Exemption on tobacco cash provokes fury

Click to follow
The Independent Online
THE GOVERNMENT faced a barrage of criticism from health campaigners yesterday over the news that snooker has been exempted from its ban on tobacco sponsorship.

Labour MPs, cancer charities and anti-smoking groups attacked the decision by the Department of Health to give snooker an extra three years to find alternative sponsors.

The controversy erupted after The Independent on Sunday revealed the proposals to grant the sport an exemption similar to that given to Formula One motor racing.

Tony Blair endured one of his worst periods as Prime Minister when it emerged that Formula One had been exempted from the Europe-wide ban, which comes into force in 2003.

Labour was forced to return a pounds 1m donation from Bernie Ecclestone, the sport's chief executive, on the recommendation of the Committee on Standards in Public Life.
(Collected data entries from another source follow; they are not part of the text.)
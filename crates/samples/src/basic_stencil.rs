//! Stencil masking with two pipelines.
//!
//! The masker draws a small triangle that always fails the stencil test and
//! writes 1 into the stencil buffer. The maskee then draws a large RGB
//! triangle only where the stencil is still 0, leaving a triangular hole.

use anyhow::{anyhow, Result};
use bytemuck::{Pod, Zeroable};
use harness::{checked, Context, Example, LoadedShader, ShaderStage};
use wgpu::util::DeviceExt;

pub const DEPTH_STENCIL_FORMAT: wgpu::TextureFormat = wgpu::TextureFormat::Depth24PlusStencil8;

const MASKER_REFERENCE: u32 = 1;
const MASKEE_REFERENCE: u32 = 0;

#[repr(C)]
#[derive(Clone, Copy, Debug, PartialEq, Pod, Zeroable)]
pub struct PositionColorVertex {
    pub position: [f32; 3],
    pub color: [u8; 4],
}

impl PositionColorVertex {
    const ATTRIBUTES: [wgpu::VertexAttribute; 2] =
        wgpu::vertex_attr_array![0 => Float32x3, 1 => Unorm8x4];

    pub const fn new(x: f32, y: f32, color: [u8; 4]) -> Self {
        Self {
            position: [x, y, 0.0],
            color,
        }
    }

    pub fn layout() -> wgpu::VertexBufferLayout<'static> {
        wgpu::VertexBufferLayout {
            array_stride: std::mem::size_of::<Self>() as wgpu::BufferAddress,
            step_mode: wgpu::VertexStepMode::Vertex,
            attributes: &Self::ATTRIBUTES,
        }
    }
}

const YELLOW: [u8; 4] = [255, 255, 0, 255];
const RED: [u8; 4] = [255, 0, 0, 255];
const GREEN: [u8; 4] = [0, 255, 0, 255];
const BLUE: [u8; 4] = [0, 0, 255, 255];

/// Masker triangle first, maskee triangle second.
pub const VERTICES: [PositionColorVertex; 6] = [
    PositionColorVertex::new(-0.5, -0.5, YELLOW),
    PositionColorVertex::new(0.5, -0.5, YELLOW),
    PositionColorVertex::new(0.0, 0.5, YELLOW),
    PositionColorVertex::new(-1.0, -1.0, RED),
    PositionColorVertex::new(1.0, -1.0, GREEN),
    PositionColorVertex::new(0.0, 1.0, BLUE),
];

pub fn masker_stencil() -> wgpu::StencilState {
    let face = wgpu::StencilFaceState {
        compare: wgpu::CompareFunction::Never,
        fail_op: wgpu::StencilOperation::Replace,
        depth_fail_op: wgpu::StencilOperation::Keep,
        pass_op: wgpu::StencilOperation::Keep,
    };
    wgpu::StencilState {
        front: face,
        back: face,
        read_mask: 0xFF,
        write_mask: 0xFF,
    }
}

pub fn maskee_stencil() -> wgpu::StencilState {
    let face = wgpu::StencilFaceState {
        compare: wgpu::CompareFunction::Equal,
        fail_op: wgpu::StencilOperation::Keep,
        depth_fail_op: wgpu::StencilOperation::Keep,
        pass_op: wgpu::StencilOperation::Keep,
    };
    wgpu::StencilState {
        front: face,
        back: face,
        read_mask: 0xFF,
        write_mask: 0,
    }
}

/// Depth and stencil are cleared to zero and only live for the pass.
fn depth_stencil_ops() -> (wgpu::Operations<f32>, wgpu::Operations<u32>) {
    (
        wgpu::Operations {
            load: wgpu::LoadOp::Clear(0.0),
            store: wgpu::StoreOp::Discard,
        },
        wgpu::Operations {
            load: wgpu::LoadOp::Clear(0),
            store: wgpu::StoreOp::Discard,
        },
    )
}

struct DepthStencilTarget {
    view: wgpu::TextureView,
    width: u32,
    height: u32,
}

impl DepthStencilTarget {
    fn new(device: &wgpu::Device, width: u32, height: u32) -> Self {
        let texture = device.create_texture(&wgpu::TextureDescriptor {
            label: Some("BasicStencil depth-stencil"),
            size: wgpu::Extent3d {
                width,
                height,
                depth_or_array_layers: 1,
            },
            mip_level_count: 1,
            sample_count: 1,
            dimension: wgpu::TextureDimension::D2,
            format: DEPTH_STENCIL_FORMAT,
            usage: wgpu::TextureUsages::RENDER_ATTACHMENT,
            view_formats: &[],
        });
        Self {
            view: texture.create_view(&wgpu::TextureViewDescriptor::default()),
            width,
            height,
        }
    }

    fn ensure_size(&mut self, device: &wgpu::Device, width: u32, height: u32) {
        if self.width != width || self.height != height {
            tracing::debug!(width, height, "recreating depth-stencil texture");
            *self = Self::new(device, width, height);
        }
    }
}

struct StencilResources {
    masker: wgpu::RenderPipeline,
    maskee: wgpu::RenderPipeline,
    vertex_buffer: wgpu::Buffer,
    depth_stencil: DepthStencilTarget,
}

#[derive(Default)]
pub struct BasicStencil {
    resources: Option<StencilResources>,
}

impl BasicStencil {
    pub fn new() -> Self {
        Self::default()
    }
}

fn create_pipeline(
    device: &wgpu::Device,
    label: &str,
    layout: &wgpu::PipelineLayout,
    vertex: &LoadedShader,
    fragment: &LoadedShader,
    color_format: wgpu::TextureFormat,
    stencil: wgpu::StencilState,
) -> wgpu::RenderPipeline {
    device.create_render_pipeline(&wgpu::RenderPipelineDescriptor {
        label: Some(label),
        layout: Some(layout),
        vertex: wgpu::VertexState {
            module: &vertex.module,
            entry_point: Some(vertex.entry_point),
            buffers: &[PositionColorVertex::layout()],
            compilation_options: wgpu::PipelineCompilationOptions::default(),
        },
        primitive: wgpu::PrimitiveState {
            topology: wgpu::PrimitiveTopology::TriangleList,
            strip_index_format: None,
            front_face: wgpu::FrontFace::Ccw,
            cull_mode: None,
            polygon_mode: wgpu::PolygonMode::Fill,
            unclipped_depth: false,
            conservative: false,
        },
        depth_stencil: Some(wgpu::DepthStencilState {
            format: DEPTH_STENCIL_FORMAT,
            depth_write_enabled: false,
            depth_compare: wgpu::CompareFunction::Always,
            stencil,
            bias: wgpu::DepthBiasState::default(),
        }),
        multisample: wgpu::MultisampleState::default(),
        fragment: Some(wgpu::FragmentState {
            module: &fragment.module,
            entry_point: Some(fragment.entry_point),
            targets: &[Some(wgpu::ColorTargetState {
                format: color_format,
                blend: Some(wgpu::BlendState::REPLACE),
                write_mask: wgpu::ColorWrites::ALL,
            })],
            compilation_options: wgpu::PipelineCompilationOptions::default(),
        }),
        multiview: None,
        cache: None,
    })
}

impl Example for BasicStencil {
    fn name(&self) -> &'static str {
        "BasicStencil"
    }

    fn init(&mut self, context: &mut Context) -> Result<()> {
        context.common_init()?;
        let vertex = context.load_shader("PositionColor.vert")?;
        vertex.stage.require("PositionColor.vert", ShaderStage::Vertex)?;
        let fragment = context.load_shader("SolidColor.frag")?;
        fragment.stage.require("SolidColor.frag", ShaderStage::Fragment)?;

        let gpu = context.gpu()?;
        let device = &gpu.device;
        let color_format = gpu.swapchain_format();
        let layout = device.create_pipeline_layout(&wgpu::PipelineLayoutDescriptor {
            label: Some("BasicStencil layout"),
            bind_group_layouts: &[],
            push_constant_ranges: &[],
        });

        let masker = checked(device, "masker pipeline", |device| {
            create_pipeline(
                device,
                "BasicStencil masker",
                &layout,
                &vertex,
                &fragment,
                color_format,
                masker_stencil(),
            )
        })
        .inspect_err(|err| tracing::error!(error = %err, "failed to create masker pipeline"))?;
        let maskee = checked(device, "maskee pipeline", |device| {
            create_pipeline(
                device,
                "BasicStencil maskee",
                &layout,
                &vertex,
                &fragment,
                color_format,
                maskee_stencil(),
            )
        })
        .inspect_err(|err| tracing::error!(error = %err, "failed to create maskee pipeline"))?;

        let vertex_buffer = device.create_buffer_init(&wgpu::util::BufferInitDescriptor {
            label: Some("BasicStencil vertices"),
            contents: bytemuck::cast_slice(&VERTICES),
            usage: wgpu::BufferUsages::VERTEX,
        });

        let size = gpu.target_size();
        self.resources = Some(StencilResources {
            masker,
            maskee,
            vertex_buffer,
            depth_stencil: DepthStencilTarget::new(device, size.width, size.height),
        });
        Ok(())
    }

    fn update(&mut self, _context: &mut Context) -> Result<()> {
        Ok(())
    }

    fn draw(&mut self, context: &mut Context) -> Result<()> {
        let gpu = context.gpu()?;
        let resources = self
            .resources
            .as_mut()
            .ok_or_else(|| anyhow!("BasicStencil drawn before init"))?;

        let frame = gpu.acquire_frame()?;
        let mut encoder = gpu
            .device
            .create_command_encoder(&wgpu::CommandEncoderDescriptor {
                label: Some("BasicStencil encoder"),
            });

        if let Some(frame) = frame.as_ref() {
            resources
                .depth_stencil
                .ensure_size(&gpu.device, frame.width, frame.height);

            let (depth_ops, stencil_ops) = depth_stencil_ops();
            let mut pass = encoder.begin_render_pass(&wgpu::RenderPassDescriptor {
                label: Some("BasicStencil pass"),
                color_attachments: &[Some(wgpu::RenderPassColorAttachment {
                    view: &frame.view,
                    depth_slice: None,
                    resolve_target: None,
                    ops: wgpu::Operations {
                        load: wgpu::LoadOp::Clear(wgpu::Color::BLACK),
                        store: wgpu::StoreOp::Store,
                    },
                })],
                depth_stencil_attachment: Some(wgpu::RenderPassDepthStencilAttachment {
                    view: &resources.depth_stencil.view,
                    depth_ops: Some(depth_ops),
                    stencil_ops: Some(stencil_ops),
                }),
                occlusion_query_set: None,
                timestamp_writes: None,
            });
            pass.set_vertex_buffer(0, resources.vertex_buffer.slice(..));

            pass.set_pipeline(&resources.masker);
            pass.set_stencil_reference(MASKER_REFERENCE);
            pass.draw(0..3, 0..1);

            pass.set_pipeline(&resources.maskee);
            pass.set_stencil_reference(MASKEE_REFERENCE);
            pass.draw(3..6, 0..1);
        }

        gpu.submit(encoder, frame);
        Ok(())
    }

    fn quit(&mut self, context: &mut Context) {
        self.resources = None;
        context.common_quit();
    }
}

#[cfg(test)]
mod tests {
    use super::*;

    #[test]
    fn vertex_layout_matches_shader_inputs() {
        assert_eq!(std::mem::size_of::<PositionColorVertex>(), 16);
        let layout = PositionColorVertex::layout();
        assert_eq!(layout.array_stride, 16);
        assert_eq!(layout.attributes.len(), 2);
        assert_eq!(layout.attributes[0].shader_location, 0);
        assert_eq!(layout.attributes[0].offset, 0);
        assert_eq!(layout.attributes[0].format, wgpu::VertexFormat::Float32x3);
        assert_eq!(layout.attributes[1].shader_location, 1);
        assert_eq!(layout.attributes[1].offset, 12);
        assert_eq!(layout.attributes[1].format, wgpu::VertexFormat::Unorm8x4);
    }

    #[test]
    fn masker_triangle_sits_inside_maskee_triangle() {
        let (masker, maskee) = VERTICES.split_at(3);
        assert!(masker.iter().all(|vertex| vertex.color == YELLOW));
        assert_eq!(
            maskee.iter().map(|vertex| vertex.color).collect::<Vec<_>>(),
            vec![RED, GREEN, BLUE]
        );
        assert_eq!(maskee[0].position, [-1.0, -1.0, 0.0]);
        assert_eq!(maskee[1].position, [1.0, -1.0, 0.0]);
        assert_eq!(maskee[2].position, [0.0, 1.0, 0.0]);
        for vertex in masker {
            let [x, y, z] = vertex.position;
            assert_eq!(z, 0.0);
            assert!(x.abs() <= 0.5 && y.abs() <= 0.5);
        }
    }

    #[test]
    fn stencil_states_write_then_test() {
        let masker = masker_stencil();
        assert_eq!(masker.front.compare, wgpu::CompareFunction::Never);
        assert_eq!(masker.front.fail_op, wgpu::StencilOperation::Replace);
        assert_eq!(masker.front, masker.back);
        assert_eq!(masker.write_mask, 0xFF);

        let maskee = maskee_stencil();
        assert_eq!(maskee.front.compare, wgpu::CompareFunction::Equal);
        assert_eq!(maskee.front, maskee.back);
        assert_eq!(maskee.read_mask, 0xFF);
        assert_eq!(maskee.write_mask, 0);
        assert_eq!(MASKEE_REFERENCE, 0);
        assert_eq!(MASKER_REFERENCE, 1);
    }

    #[test]
    fn depth_stencil_contents_are_discarded_after_the_pass() {
        let (depth, stencil) = depth_stencil_ops();
        assert_eq!(depth.load, wgpu::LoadOp::Clear(0.0));
        assert_eq!(depth.store, wgpu::StoreOp::Discard);
        assert_eq!(stencil.load, wgpu::LoadOp::Clear(0));
        assert_eq!(stencil.store, wgpu::StoreOp::Discard);
    }
}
It now appears that ministers want to grant a reprieve to snooker on the basis that it is a "world event" relying heavily on tobacco firms for a large slice of its income. Under proposals being drawn up by the Department of Health, snooker will be given an extra three years, effectively until 2006, to find alternative sponsorship.

Ministers were understood to have been persuaded of the need for the exemption after it was claimed that big tournaments, such as the Embassy World Championship would be placed in jeopardy by a ban.

The revelation is embarrassing for the Government as it is set to publish this week its long-awaited guidelines on cigarette advertising.

The department would not confirm snooker's exemption, but a spokeswoman said the Government was committed to ending tobacco advertising. "The EU agreed that sports operating on a global scale would have an extra three years to introduce the tobacco advertising ban so their sports would not be jeopardised," she said.

Snooker's governing body, the World Professional Billiards and Snooker Association, has been lobbying ministers over the issue since 1997, claiming that Mr Ecclestone was receiving "preferential" treatment.

The move has been condemned by anti-smoking campaigners, including the Labour chairman of the Commons Health Committee, David Hinchliffe. "My committee was concerned when the exemption was given to Formula One because we felt that it would lead other sports to make similar claims and quite clearly this is what has happened," he said.